We warm to the 60’sF today and 70’sF Sunday. We return to the 80’sF by Wednesday. We only have a minor chance of an afternoon -brief- storm Saturday and Tuesday. Nice Spring weather is back.

1pm Update:

Figure 1 update shows that some (non-severe) convection is possible this afternoon across (almost) the entire state. This is being powered by moisture-in-place, daytime heating, and a short wave coming down out of the north northwest. Spotty showers are occurring across northern Colorado and southern Wyoming at 1pm. There might be a lighting strike or two – maybe a few homes will see small hail in a stronger cell. It is a small fly in the ointment of a great weekend. Enjoy the warm up! Our next significant rain chance is way off at the end of the week.

Figure 1 update: The severe storm weather forecast for the U.S. from the Storm Predication Center in Norman, OK. Made Saturday for Saturday.

End 1pm Update.

Forecast Discussion:

I’m going to take tonight off a bit and just point out that the weather will be very nice. Figure 1 shows the weather beginning to warm today with a small chance of an afternoon shower/thunderstorm moving off the mountains.

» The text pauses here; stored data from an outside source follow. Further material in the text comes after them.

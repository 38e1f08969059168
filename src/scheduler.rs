//! Timers and future execution for time-shaping operators.
//!
//! Every operator that suspends (`debounce`, `throttle`, `delay`,
//! `from_timer`, `interval`, `from_future`, `from_stream`) receives its
//! [`Scheduler`] explicitly. Two are provided:
//!
//! - [`LocalScheduler`] (feature `scheduler`, on by default): tokio timers and
//!   `spawn_local`. Must run inside a `tokio::task::LocalSet`.
//! - [`TestScheduler`]: virtual time for deterministic tests.

use std::{
  cell::Cell,
  future::Future,
  pin::Pin,
  rc::Rc,
  task::{Context, Poll},
};

use futures::future::LocalBoxFuture;
use pin_project_lite::pin_project;

use crate::subscription::{Subscription, SubscriptionLike};

pub use std::time::Duration;

#[cfg(feature = "scheduler")]
mod local_scheduler;
mod test_scheduler;

#[cfg(feature = "scheduler")]
pub use local_scheduler::LocalScheduler;
pub use test_scheduler::TestScheduler;

/// A source of timers and an executor for `!Send` futures.
pub trait Scheduler: Clone + 'static {
  /// Run `task` after `delay` (or as soon as possible). A task returning
  /// [`TaskState::Sleeping`] runs again after that duration.
  fn schedule(&self, task: Task, delay: Option<Duration>) -> TaskHandle;

  /// Drive `future` to completion on this scheduler's timeline.
  fn spawn(&self, future: LocalBoxFuture<'static, ()>) -> TaskHandle;

  /// Time elapsed on this scheduler's clock since its origin.
  fn elapsed(&self) -> Duration;
}

/// What a task wants after one run.
#[derive(Debug, Clone, Copy, PartialEq, Eq)]
pub enum TaskState {
  Finished,
  /// Run again after this duration.
  Sleeping(Duration),
}

/// A unit of work handed to a [`Scheduler`].
pub struct Task(Box<dyn FnMut() -> TaskState>);

impl Task {
  /// A task that runs once.
  pub fn once(f: impl FnOnce() + 'static) -> Self {
    let mut f = Some(f);
    Task(Box::new(move || {
      if let Some(f) = f.take() {
        f();
      }
      TaskState::Finished
    }))
  }

  /// A task that decides after every run whether it wants to run again.
  pub fn repeating(f: impl FnMut() -> TaskState + 'static) -> Self { Task(Box::new(f)) }

  #[inline]
  pub fn step(&mut self) -> TaskState { (self.0)() }
}

/// Cancellation handle of a scheduled task or spawned future.
#[derive(Clone, Default)]
pub struct TaskHandle(Rc<Cell<bool>>);

impl TaskHandle {
  pub fn new() -> Self { Self::default() }

  /// Mark the task as done; it will not run again.
  pub fn mark_finished(&self) { self.0.set(true) }

  pub fn cancel(&self) {
    if !self.0.replace(true) {
      tracing::trace!("scheduled task cancelled");
    }
  }

  pub fn is_closed(&self) -> bool { self.0.get() }

  pub fn into_subscription(self) -> Subscription { Subscription::new(self) }
}

impl SubscriptionLike for TaskHandle {
  fn unsubscribe_with(&self, _clear_last_value: bool) { self.cancel() }

  fn is_closed(&self) -> bool { TaskHandle::is_closed(self) }
}

pin_project! {
  /// A future that stops being polled once its [`TaskHandle`] is closed.
  pub struct Cancellable<F> {
    #[pin]
    future: F,
    handle: TaskHandle,
  }
}

impl<F> Cancellable<F> {
  pub fn new(future: F, handle: TaskHandle) -> Self { Self { future, handle } }
}

impl<F: Future<Output = ()>> Future for Cancellable<F> {
  type Output = ();

  fn poll(self: Pin<&mut Self>, cx: &mut Context<'_>) -> Poll<()> {
    let this = self.project();
    if this.handle.is_closed() {
      return Poll::Ready(());
    }
    match this.future.poll(cx) {
      Poll::Ready(()) => {
        this.handle.mark_finished();
        Poll::Ready(())
      }
      Poll::Pending => Poll::Pending,
    }
  }
}
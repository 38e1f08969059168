//! Throttle operator
//!
//! Behavior summary:
//! - A value arriving at least `period` after the last emission (or before any
//!   emission at all) is emitted at once. This is the leading edge.
//! - A value arriving sooner replaces the pending value, and a trailing timer
//!   is armed for the moment the period runs out.
//! - When the trailing timer fires, the pending value is emitted and the
//!   period restarts from that moment.
//! - Completion of the source waits for a pending trailing value.
//! - Errors are forwarded immediately.

use crate::{
  rc::{MutRc, RcDerefMut},
  scheduler::{Duration, Scheduler, Task, TaskHandle},
  subject::Subject,
  subscriber::Subscriber,
};

struct ThrottleState<A> {
  last_emission: Option<Duration>,
  pending: Option<A>,
  trailing: Option<TaskHandle>,
  source_done: bool,
}

impl<A> ThrottleState<A> {
  fn cancel_trailing(&mut self) {
    if let Some(handle) = self.trailing.take() {
      handle.cancel();
    }
  }
}

/// Emits at most one value per `period`, keeping the first and the latest
/// value of every burst.
///
/// ```rust
/// use std::{cell::RefCell, rc::Rc};
///
/// use rxsignal::prelude::*;
///
/// TestScheduler::init();
/// let seen = Rc::new(RefCell::new(vec![]));
/// let s = seen.clone();
/// of![1, 2, 3, 4]
///   .throttle(Duration::from_millis(100), TestScheduler)
///   .subscribe(move |v| s.borrow_mut().push(v));
/// assert_eq!(*seen.borrow(), vec![1]);
///
/// TestScheduler::advance_by(Duration::from_millis(100));
/// assert_eq!(*seen.borrow(), vec![1, 4]);
/// ```
pub fn throttle<A, Err, S>(
  period: Duration, scheduler: S,
) -> impl Fn(Subject<A, Err>) -> Subject<A, Err>
where
  A: Clone + 'static,
  Err: Clone + 'static,
  S: Scheduler,
{
  move |source| {
    let scheduler = scheduler.clone();
    Subject::cold(move |result| {
      let state = MutRc::own(ThrottleState {
        last_emission: None,
        pending: None,
        trailing: None,
        source_done: false,
      });
      let (on_next, on_error, on_complete) = (result.clone(), result.clone(), result.clone());
      let next_state = state.clone();
      source.subscribe_all(
        Subscriber::default()
          .on_next(move |v| {
            let now = scheduler.elapsed();
            {
              let mut state = next_state.rc_deref_mut();
              let since_last = state.last_emission.map(|last| now.saturating_sub(last));
              match since_last {
                Some(since) if since < period => {
                  state.pending = Some(v);
                  state.cancel_trailing();
                  let fire = trailing_edge(next_state.clone(), on_next.clone(), scheduler.clone());
                  state.trailing = Some(scheduler.schedule(fire, Some(period - since)));
                  return;
                }
                _ => {
                  state.cancel_trailing();
                  state.pending = None;
                  state.last_emission = Some(now);
                }
              }
            }
            on_next.emit(v);
          })
          .on_error(move |err| on_error.error(err))
          .on_complete(move || {
            {
              let mut state = state.rc_deref_mut();
              state.source_done = true;
              if state.pending.is_some() {
                tracing::debug!("throttle completion waits for the trailing value");
                return;
              }
              state.cancel_trailing();
            }
            on_complete.complete();
          }),
      );
    })
  }
}

fn trailing_edge<A, Err, S>(
  state: MutRc<ThrottleState<A>>, result: Subject<A, Err>, scheduler: S,
) -> Task
where
  A: Clone + 'static,
  Err: Clone + 'static,
  S: Scheduler,
{
  Task::once(move || {
    if result.is_completed() {
      return;
    }
    let (pending, done) = {
      let mut state = state.rc_deref_mut();
      state.trailing = None;
      let pending = state.pending.take();
      if pending.is_some() {
        state.last_emission = Some(scheduler.elapsed());
      }
      (pending, state.source_done)
    };
    if let Some(v) = pending {
      result.emit(v);
    }
    if done {
      result.complete();
    }
  })
}
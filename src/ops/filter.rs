use std::{cell::Cell, rc::Rc};

use super::relay;
use crate::subject::Subject;

/// Keeps the values `predicate` accepts.
///
/// The predicate also receives the index of the value in the source, counted
/// per result stream.
pub fn filter<A, Err>(
  predicate: impl Fn(&A, usize) -> bool + 'static,
) -> impl Fn(Subject<A, Err>) -> Subject<A, Err>
where
  A: Clone + 'static,
  Err: Clone + 'static,
{
  let predicate = Rc::new(predicate);
  move |source| {
    let predicate = predicate.clone();
    Subject::cold(move |result| {
      let target = result.clone();
      let index = Cell::new(0);
      source.subscribe_all(relay(result, move |v| {
        let idx = index.replace(index.get() + 1);
        if predicate(&v, idx) {
          target.emit(v);
        }
      }));
    })
  }
}
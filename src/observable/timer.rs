use super::Start;
use crate::{
  scheduler::{Duration, Scheduler, Task, TaskState},
  subject::Subject,
};

/// Emits `values` one `period` apart, the first one as soon as the stream
/// starts, and completes one `period` after the last value.
///
/// The timer stops early if the stream is completed from outside.
///
/// ```rust
/// use std::{cell::RefCell, rc::Rc};
///
/// use rxsignal::prelude::*;
///
/// TestScheduler::init();
/// let seen = Rc::new(RefCell::new(vec![]));
/// let s = seen.clone();
/// observable::from_timer(Duration::from_millis(10), [1, 2], Start::OnSubscribe, TestScheduler)
///   .subscribe(move |v| s.borrow_mut().push(v));
/// assert_eq!(*seen.borrow(), vec![1]);
///
/// TestScheduler::advance_by(Duration::from_millis(10));
/// assert_eq!(*seen.borrow(), vec![1, 2]);
/// ```
pub fn from_timer<Iter, S>(
  period: Duration, values: Iter, start: Start, scheduler: S,
) -> Subject<Iter::Item>
where
  Iter: IntoIterator,
  Iter::IntoIter: 'static,
  Iter::Item: Clone + 'static,
  S: Scheduler,
{
  let mut values = values.into_iter();
  start.build(move |subject| {
    if let Some(first) = values.next() {
      subject.emit(first);
    }
    let target = subject.clone();
    scheduler.schedule(
      Task::repeating(move || {
        if target.is_completed() {
          return TaskState::Finished;
        }
        match values.next() {
          Some(v) => {
            target.emit(v);
            TaskState::Sleeping(period)
          }
          None => {
            target.complete();
            TaskState::Finished
          }
        }
      }),
      Some(period),
    );
  })
}
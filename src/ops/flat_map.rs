use std::{collections::BTreeMap, rc::Rc};

use crate::{
  rc::{MutRc, RcDerefMut},
  subject::Subject,
  subscriber::Subscriber,
  subscription::Subscription,
};

struct FlatMapState {
  // `None` marks an inner stream whose subscription is still being set up.
  inners: BTreeMap<usize, Option<Subscription>>,
  next_id: usize,
  source_done: bool,
}

impl FlatMapState {
  fn is_finished(&self) -> bool { self.source_done && self.inners.is_empty() }
}

/// Maps every source value to an inner stream and merges all inner streams
/// into the result, concurrently.
///
/// The result completes once the source and every inner stream have completed.
///
/// ```rust
/// use std::{cell::RefCell, rc::Rc};
///
/// use rxsignal::prelude::*;
///
/// let seen = Rc::new(RefCell::new(vec![]));
/// let s = seen.clone();
/// of![1, 2]
///   .flat_map(|x| of![x, x * 10])
///   .subscribe(move |v| s.borrow_mut().push(v));
/// assert_eq!(*seen.borrow(), vec![1, 10, 2, 20]);
/// ```
pub fn flat_map<A, B, Err>(
  f: impl Fn(A) -> Subject<B, Err> + 'static,
) -> impl Fn(Subject<A, Err>) -> Subject<B, Err>
where
  A: Clone + 'static,
  B: Clone + 'static,
  Err: Clone + 'static,
{
  let f = Rc::new(f);
  move |source| {
    let f = f.clone();
    Subject::cold(move |result| {
      let state =
        MutRc::own(FlatMapState { inners: BTreeMap::new(), next_id: 0, source_done: false });
      let (on_next, on_error, on_complete) = (result.clone(), result.clone(), result.clone());
      let next_state = state.clone();
      source.subscribe_all(
        Subscriber::default()
          .on_next(move |v| {
            let inner = f(v);
            if inner.is_completed() {
              return;
            }
            subscribe_inner(&next_state, &inner, &on_next);
          })
          .on_error(move |err| on_error.error(err))
          .on_complete(move || {
            let finished = {
              let mut state = state.rc_deref_mut();
              state.source_done = true;
              state.is_finished()
            };
            if finished {
              on_complete.complete();
            }
          }),
      );
    })
  }
}

fn subscribe_inner<B, Err>(
  state: &MutRc<FlatMapState>, inner: &Subject<B, Err>, result: &Subject<B, Err>,
) where
  B: Clone + 'static,
  Err: Clone + 'static,
{
  let id = {
    let mut state = state.rc_deref_mut();
    let id = state.next_id;
    state.next_id += 1;
    state.inners.insert(id, None);
    id
  };

  let (on_next, on_error, on_complete) = (result.clone(), result.clone(), result.clone());
  let done_state = state.clone();
  let subscription = inner.subscribe_all(
    Subscriber::default()
      .on_next(move |v| on_next.emit(v))
      .on_error(move |err| on_error.error(err))
      .on_complete(move || {
        let finished = {
          let mut state = done_state.rc_deref_mut();
          state.inners.remove(&id);
          state.is_finished()
        };
        if finished {
          on_complete.complete();
        }
      }),
  );

  // An inner stream that completed while subscribing has already left the map.
  if let Some(slot) = state.rc_deref_mut().inners.get_mut(&id) {
    *slot = Some(subscription);
  }
}
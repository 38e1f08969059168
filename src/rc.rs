//! Shared mutable pointers used by every stream core.
//!
//! All streams live on one execution timeline, so the pointer is an
//! `Rc<RefCell<T>>`. Callers must never hold a guard across a user callback:
//! callbacks are free to re-enter the stream that invoked them.

use std::{
  cell::{Ref, RefCell, RefMut},
  rc::{Rc, Weak},
};

pub trait RcDeref {
  type Target<'a>
  where
    Self: 'a;
  #[allow(clippy::needless_lifetimes)]
  fn rc_deref<'a>(&'a self) -> Self::Target<'a>;
}

pub trait RcDerefMut {
  type Target<'a>
  where
    Self: 'a;
  #[allow(clippy::needless_lifetimes)]
  fn rc_deref_mut<'a>(&'a self) -> Self::Target<'a>;
}

#[derive(Default)]
pub struct MutRc<T>(Rc<RefCell<T>>);

/// Non-owning counterpart of [`MutRc`].
pub struct WeakMutRc<T>(Weak<RefCell<T>>);

impl<T> MutRc<T> {
  pub fn own(t: T) -> Self { Self(Rc::new(RefCell::new(t))) }

  pub fn downgrade(&self) -> WeakMutRc<T> { WeakMutRc(Rc::downgrade(&self.0)) }

  /// Address of the shared allocation, stable for the pointer's lifetime.
  pub fn addr(&self) -> usize { Rc::as_ptr(&self.0) as *const () as usize }

  pub fn ptr_eq(&self, other: &Self) -> bool { Rc::ptr_eq(&self.0, &other.0) }
}

impl<T> WeakMutRc<T> {
  pub fn upgrade(&self) -> Option<MutRc<T>> { self.0.upgrade().map(MutRc) }
}

impl<T> RcDeref for MutRc<T> {
  type Target<'a>
    = Ref<'a, T>
  where
    Self: 'a;
  #[inline]
  #[allow(clippy::needless_lifetimes)]
  fn rc_deref<'a>(&'a self) -> Self::Target<'a> { self.0.borrow() }
}

impl<T> RcDerefMut for MutRc<T> {
  type Target<'a>
    = RefMut<'a, T>
  where
    Self: 'a;
  #[inline]
  #[allow(clippy::needless_lifetimes)]
  fn rc_deref_mut<'a>(&'a self) -> Self::Target<'a> { self.0.borrow_mut() }
}

impl<T> Clone for MutRc<T> {
  #[inline]
  fn clone(&self) -> Self { Self(self.0.clone()) }
}

impl<T> Clone for WeakMutRc<T> {
  #[inline]
  fn clone(&self) -> Self { Self(self.0.clone()) }
}

impl<T> From<T> for MutRc<T> {
  #[inline]
  fn from(t: T) -> Self { Self::own(t) }
}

The Longer Range Forecast:

We warm to the low 80’sF by Wednesday and Thursday. Tuesday and Wednesday may see a few afternoon showers wandering off the high country again (Figure 1). Beyond that there is an indication of a cool down and rain by the weekend, but we’ll see. Get away from your computer (after reading some other Longmont Observer headlines and advertisers) and go out and play!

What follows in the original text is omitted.